//! Webhook payload signature verification

use hmac::{Hmac, Mac};
use sha2::Sha256;

type HmacSha256 = Hmac<Sha256>;

/// Header carrying the payload signature
pub const SIGNATURE_HEADER: &str = "x-hub-signature-256";

/// Verifies a webhook payload signature using constant-time comparison.
///
/// The service sends `X-Hub-Signature-256: sha256=<hex>`; this validates the
/// HMAC-SHA256 of the raw request body against that header value.
pub fn verify(secret: &str, body: &[u8], signature_header: &str) -> bool {
    let hex_sig = match signature_header.strip_prefix("sha256=") {
        Some(s) => s,
        None => return false,
    };

    let Ok(expected) = hex::decode(hex_sig) else {
        return false;
    };

    let Ok(mut mac) = HmacSha256::new_from_slice(secret.as_bytes()) else {
        return false;
    };

    mac.update(body);
    mac.verify_slice(&expected).is_ok()
}

#[cfg(test)]
pub(crate) fn sign(secret: &str, body: &[u8]) -> String {
    let mut mac = HmacSha256::new_from_slice(secret.as_bytes()).unwrap();
    mac.update(body);
    format!("sha256={}", hex::encode(mac.finalize().into_bytes()))
}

· · · · · · ·

YOUR TASK => All of the data above should be set down word for word.

EXPECTED ANSWER =>
//! Webhook payload signature verification

use hmac::{Hmac, Mac};
use sha2::Sha256;

type HmacSha256 = Hmac<Sha256>;

/// Header carrying the payload signature
pub const SIGNATURE_HEADER: &str = "x-hub-signature-256";

/// Verifies a webhook payload signature using constant-time comparison.
///
/// The service sends `X-Hub-Signature-256: sha256=<hex>`; this validates the
/// HMAC-SHA256 of the raw request body against that header value.
pub fn verify(secret: &str, body: &[u8], signature_header: &str) -> bool {
    let hex_sig = match signature_header.strip_prefix("sha256=") {
        Some(s) => s,
        None => return false,
    };

    let Ok(expected) = hex::decode(hex_sig) else {
        return false;
    };

    let Ok(mut mac) = HmacSha256::new_from_slice(secret.as_bytes()) else {
        return false;
    };

    mac.update(body);
    mac.verify_slice(&expected).is_ok()
}

#[cfg(test)]
pub(crate) fn sign(secret: &str, body: &[u8]) -> String {
    let mut mac = HmacSha256::new_from_slice(secret.as_bytes()).unwrap();
    mac.update(body);
    format!("sha256={}", hex::encode(mac.finalize().into_bytes()))
}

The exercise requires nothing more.